Examination of Witnesses (Questions 1200
WEDNESDAY 8 DECEMBER 2004
Q1200 Dr Harris: I think it is in
Professor Regan: It is very important.
Q1201 Dr Harris: Can you be a bit
more specific then?
Professor Regan: It comes back
to how your unit is assessed and where your clients come from,
or your patients come from (whichever way you wish to look at
it). At the end of the day, if you are given a sheet of paper
and you say, "I wish to access in-vitro fertilisation and
I am looking for the best place to go", and you look at the
pregnancy rate per transfer you will get very different information
than if you were to look at what were the successful pregnancy
outcomes from that clinic. What we know is that there are higher
pregnancy rates per transfer, it is thought, with multiple embryo
transfer or two or three transfers.
Professor Templeton: May I just
say, in relation to this table, there are major reservations about
data collection in some of the countries that are well above the
United Kingdom. The denominator is a key issue. But if you look
at singleton births, even somewhere as far ahead, apparently,
of the United Kingdom as the US, the rates are the same.
Q1202 Chairman: Are you saying that
the data collection is rubbish in this country?
Professor Templeton: Not in this
country. It is the denominator data. In this country, as soon
as an injection of gonadatrophine begins that cycle is registered.
We think, probably, most are.
Q1203 Chairman: So your defence about
the league table is other countries do it badly?
Professor Templeton: No, I am
just saying that in certain other countriesand I would
not want to name themabove the United Kingdom there, we
know that data collection is confined to one or two clinics, and
that still it is voluntary, so that the clinics do not have to
submit their data.
Q1204 Dr Harris: Is Sweden one of
Professor Templeton: No, no.
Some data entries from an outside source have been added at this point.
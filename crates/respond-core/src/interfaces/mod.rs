// crates/respond-core/src/interfaces/mod.rs
// ============================================================================
// Module: Respond Interfaces
// Description: Backend-agnostic persistence contract for responses and triggers.
// Purpose: Define the store surface used by the Respond runtime.
// Dependencies: crate::core, thiserror
// ============================================================================

//! ## Overview
//! Stores hand out scoped transactions. Every operation of the runtime runs
//! inside exactly one [`StoreTransaction`]; the transaction is committed
//! explicitly and rolled back when dropped uncommitted, so partial failures
//! never leave orphaned rows behind.
//!
//! Implementations provide row-level primitives. The multi-row operations
//! (trigger appends, cascading deletes) are provided methods so every backend
//! applies the same ordering.

// ============================================================================
// SECTION: Imports
// ============================================================================

use thiserror::Error;

use crate::core::RemovedResponse;
use crate::core::RemovedTrigger;
use crate::core::Response;
use crate::core::ResponseId;
use crate::core::ResponseUpdate;
use crate::core::Trigger;
use crate::core::TriggerId;
use crate::core::ValidationError;

// ============================================================================
// SECTION: Errors
// ============================================================================

/// Response store errors.
///
/// # Invariants
/// - Variants are stable for programmatic handling.
/// - `NotFound` (required fetch) and `NoRowsUpdated` (write) stay distinct.
#[derive(Debug, Error)]
pub enum StoreError {
    /// A required fetch matched no row.
    #[error("EmptyResponse: no {entity} with id {id}")]
    NotFound {
        /// Entity label (`response` or `trigger`).
        entity: &'static str,
        /// Requested identifier.
        id: i64,
    },
    /// An update matched no row.
    #[error("No Rows Updated: no {entity} with id {id}")]
    NoRowsUpdated {
        /// Entity label (`response` or `trigger`).
        entity: &'static str,
        /// Requested identifier.
        id: i64,
    },
    /// Row failed validation before write.
    #[error("{0}")]
    Validation(#[from] ValidationError),
    /// Store I/O error.
    #[error("response store io error: {0}")]
    Io(String),
    /// Store data is corrupted or fails integrity checks.
    #[error("response store corruption: {0}")]
    Corrupt(String),
    /// Store data version is incompatible.
    #[error("response store version mismatch: {0}")]
    VersionMismatch(String),
    /// Store data is invalid.
    #[error("response store invalid data: {0}")]
    Invalid(String),
    /// Store reported an error.
    #[error("response store error: {0}")]
    Store(String),
}

impl StoreError {
    /// Builds a missing-response error.
    #[must_use]
    pub const fn response_not_found(id: ResponseId) -> Self {
        Self::NotFound { entity: "response", id: id.get() }
    }

    /// Builds a missing-trigger error.
    #[must_use]
    pub const fn trigger_not_found(id: TriggerId) -> Self {
        Self::NotFound { entity: "trigger", id: id.get() }
    }
}

// ============================================================================
// SECTION: Response Store
// ============================================================================

/// Transactional store for responses and their triggers.
pub trait ResponseStore {
    /// Scoped transaction handle.
    type Transaction<'a>: StoreTransaction
    where
        Self: 'a;

    /// Opens a transaction.
    ///
    /// # Errors
    ///
    /// Returns [`StoreError`] when the transaction cannot be started.
    fn begin(&self) -> Result<Self::Transaction<'_>, StoreError>;
}

/// Operations available inside one store transaction.
///
/// Dropping a transaction without calling [`StoreTransaction::commit`] discards
/// every write it made.
pub trait StoreTransaction {
    /// Inserts a response after applying the creating rules.
    ///
    /// # Errors
    ///
    /// Returns [`StoreError::Validation`] for invalid rows, or a backend error.
    fn create_response(
        &mut self,
        text: &str,
        executable: bool,
        author: &str,
    ) -> Result<Response, StoreError>;

    /// Inserts a trigger for `response_id` after applying the creating rules.
    ///
    /// # Errors
    ///
    /// Returns [`StoreError::Validation`] for invalid rows, or a backend error.
    fn create_trigger(
        &mut self,
        response_id: ResponseId,
        text: &str,
        chance: f64,
        author: &str,
    ) -> Result<Trigger, StoreError>;

    /// Fetches a response, optionally with its triggers loaded.
    ///
    /// # Errors
    ///
    /// Returns [`StoreError::NotFound`] when no row matches.
    fn fetch_response(
        &mut self,
        id: ResponseId,
        with_triggers: bool,
    ) -> Result<Response, StoreError>;

    /// Fetches a trigger.
    ///
    /// # Errors
    ///
    /// Returns [`StoreError::NotFound`] when no row matches.
    fn fetch_trigger(&mut self, id: TriggerId) -> Result<Trigger, StoreError>;

    /// Lists every trigger in id order.
    ///
    /// # Errors
    ///
    /// Returns [`StoreError`] when reading fails.
    fn list_triggers(&mut self) -> Result<Vec<Trigger>, StoreError>;

    /// Lists every response with its triggers, both in id order.
    ///
    /// # Errors
    ///
    /// Returns [`StoreError`] when reading fails.
    fn list_all(&mut self) -> Result<Vec<Response>, StoreError>;

    /// Updates a response after applying the saving rules.
    ///
    /// # Errors
    ///
    /// Returns [`StoreError::NoRowsUpdated`] when no row matches.
    fn update_response(
        &mut self,
        id: ResponseId,
        update: &ResponseUpdate,
    ) -> Result<Response, StoreError>;

    /// Writes trigger text and chance after applying the saving rules.
    ///
    /// # Errors
    ///
    /// Returns [`StoreError::NoRowsUpdated`] when no row matches.
    fn patch_trigger(
        &mut self,
        id: TriggerId,
        text: &str,
        chance: f64,
    ) -> Result<Trigger, StoreError>;

    /// Deletes a single response row.
    ///
    /// # Errors
    ///
    /// Returns [`StoreError`] when the delete fails.
    fn destroy_response(&mut self, id: ResponseId) -> Result<(), StoreError>;

    /// Deletes a single trigger row.
    ///
    /// # Errors
    ///
    /// Returns [`StoreError`] when the delete fails.
    fn destroy_trigger(&mut self, id: TriggerId) -> Result<(), StoreError>;

    /// Commits every write made through this transaction.
    ///
    /// # Errors
    ///
    /// Returns [`StoreError`] when the commit fails; nothing is persisted.
    fn commit(self) -> Result<(), StoreError>
    where
        Self: Sized;

    /// Inserts one trigger per entry in `triggers` for an existing response.
    ///
    /// # Errors
    ///
    /// Returns [`StoreError::NotFound`] when the response does not exist, or
    /// the first insert failure.
    fn append_triggers(
        &mut self,
        response_id: ResponseId,
        triggers: &[String],
        chance: f64,
        author: &str,
    ) -> Result<Vec<Trigger>, StoreError> {
        self.fetch_response(response_id, false)?;
        triggers.iter().map(|text| self.create_trigger(response_id, text, chance, author)).collect()
    }

    /// Appends triggers to an existing response and returns it hydrated.
    ///
    /// # Errors
    ///
    /// Returns [`StoreError`] as for [`StoreTransaction::append_triggers`].
    fn create_triggers_for_response(
        &mut self,
        response_id: ResponseId,
        triggers: &[String],
        chance: f64,
        author: &str,
    ) -> Result<Response, StoreError> {
        self.append_triggers(response_id, triggers, chance, author)?;
        self.fetch_response(response_id, true)
    }

    /// Updates a trigger, keeping the stored chance when `chance` is `None`.
    ///
    /// # Errors
    ///
    /// Returns [`StoreError::NotFound`] when the chance lookup misses, or
    /// [`StoreError::NoRowsUpdated`] when the write matches no row.
    fn update_trigger(
        &mut self,
        id: TriggerId,
        text: &str,
        chance: Option<f64>,
    ) -> Result<Trigger, StoreError> {
        let chance = match chance {
            Some(chance) => chance,
            None => self.fetch_trigger(id)?.chance,
        };
        self.patch_trigger(id, text, chance)
    }

    /// Deletes a response and every trigger it owns.
    ///
    /// # Errors
    ///
    /// Returns [`StoreError::NotFound`] when the response does not exist.
    fn delete_response(&mut self, id: ResponseId) -> Result<RemovedResponse, StoreError> {
        let mut response = self.fetch_response(id, true)?;
        let triggers = response.triggers.take().unwrap_or_default();
        for trigger in &triggers {
            self.destroy_trigger(trigger.id)?;
        }
        self.destroy_response(id)?;
        Ok(RemovedResponse { response, triggers })
    }

    /// Deletes a trigger, cascading to its response when it was the only one.
    ///
    /// The cascade decision uses the sibling count read before any delete.
    ///
    /// # Errors
    ///
    /// Returns [`StoreError::NotFound`] when the trigger or its parent is missing.
    fn delete_trigger(&mut self, id: TriggerId) -> Result<RemovedTrigger, StoreError> {
        let trigger = self.fetch_trigger(id)?;
        let mut parent = self.fetch_response(trigger.response_id, true)?;
        let cascade = parent.triggers().len() == 1;
        self.destroy_trigger(id)?;
        if !cascade {
            return Ok(RemovedTrigger { trigger, response: None });
        }
        self.destroy_response(parent.id)?;
        parent.triggers = None;
        Ok(RemovedTrigger { trigger, response: Some(parent) })
    }
}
Sweden
is certainly not one of those countries.
Q1205 Mr Key: Is it Iceland?
Professor Templeton: It is none
of the Scandinavian countries.
Q1206 Mr Key: So it is Greece? And
Russia and Slovenia? On this point about funding, if you look
at pregnancy rates per transfer in this table within the United
Kingdom there are also enormous discrepancies between different
IVF centres funding in different ways. Have you any evidence that
the way in which the clinics are funded makes a difference? For
example, quite a lot of the IVF clinics which are within NHS hospital
premises are actually privately owned by companies which set up
to specialise in this area, and the contract may or may not be
with the hospital trust. Is there any evidence that that makes
any difference, or accounts for the discrepancy?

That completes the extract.